Wednesday, January 18, 2012

A Two-Word Review Of The Viral Factor (2012): Stay Away

Why do I feel such a need to warn potential viewers about how awful Dante Lam's The Viral Factor (2012) is?

Is it a sense of disappointment that the guy who made The Beast Stalker (2008) is now slipping in his game?


It's because 10 years ago, I got into Hong Kong cinema because directors here were creative and they managed to get a lot of action onto the screen for a small amount of money.

Sure, the plot machinations and action scenes were frequently over-the-top but those moments remained ones of audacious film-making.

Whether from a sense of economy, or a new director's desire to take a risk, the stuff that so defined the cinema of this city was always fun and exciting.

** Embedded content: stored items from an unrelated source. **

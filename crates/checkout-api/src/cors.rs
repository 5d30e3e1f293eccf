//! # CORS Headers
//!
//! Response-header middleware for the checkout endpoint. Unlike
//! `tower_http::cors`, an unrecognized origin still gets an
//! `Access-Control-Allow-Origin` header: the configured default origin.

use crate::state::AppState;
use axum::{
    extract::{Request, State},
    http::{
        header::{
            ACCESS_CONTROL_ALLOW_HEADERS, ACCESS_CONTROL_ALLOW_METHODS,
            ACCESS_CONTROL_ALLOW_ORIGIN, CONTENT_TYPE, ORIGIN, VARY,
        },
        HeaderMap, HeaderValue,
    },
    middleware::Next,
    response::Response,
};
use checkout_core::OriginPolicy;

/// Attach CORS and content-type headers to every response
pub async fn cors_headers(State(state): State<AppState>, request: Request, next: Next) -> Response {
    let origin = request
        .headers()
        .get(ORIGIN)
        .and_then(|v| v.to_str().ok())
        .map(String::from);

    let mut response = next.run(request).await;
    apply(&state.config.origins, origin.as_deref(), response.headers_mut());
    response
}

fn apply(policy: &OriginPolicy, origin: Option<&str>, headers: &mut HeaderMap) {
    let allow_origin = policy.allow_origin_for(origin);

    // Config values are checked at load; request origins came from a header.
    if let Ok(value) = HeaderValue::from_str(allow_origin) {
        headers.insert(ACCESS_CONTROL_ALLOW_ORIGIN, value);
    }
    if let Ok(value) = HeaderValue::from_str(policy.allow_methods()) {
        headers.insert(ACCESS_CONTROL_ALLOW_METHODS, value);
    }
    headers.insert(
        ACCESS_CONTROL_ALLOW_HEADERS,
        HeaderValue::from_static(policy.allow_headers()),
    );
    headers.insert(CONTENT_TYPE, HeaderValue::from_static("application/json"));
    headers.insert(VARY, HeaderValue::from_static("Origin"));
}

The Viral Factor (2012) is neither fun nor exciting.

Dante Lam has achieved the dubious distinction of having made a shitty Hollywood film in Hong Kong.

To add further insult, except for a shoehorned sentimental epilogue, the entire film takes place in Malaysia and Jordan and elsewhere. Sure, as The Golden Rock pointed out, there are practical plot-driven reasons for this.

Still, it's an odd feeling to be in Hong Kong because Hong Kong action cinema originally inspired me to visit, and then move to, this place and be watching what amounts to a very amateurish spin on a Hollywood blockbuster with the obligatory Middle Eastern villains and muezzin-soundtracked desert action scenes.

To what end? I mean, what's the point?

Sure, I reckon that the fanboys in America who buy their Asian cinema on DVDs from the shelves at Best Buy and Walmart will eventually gravitate to this film; it's marketable to them, clearly.

And, admittedly, I'd probably buy this DVD from YesAsia and watch it in America as some sort of example of the skills of the Hong Kong film-making community.

I don't want to have multiple standards, or have to watch something from that perspective. I want a good film.

By any standard, The Viral Factor (2012) is a pretty bad film despite having expertly constructed and staged action set-pieces.

But let's not embrace this thing simply 'cause it's from Hong Kong and, thus, different.

It ain't.

It's crap.

And crap is crap no matter where it's produced.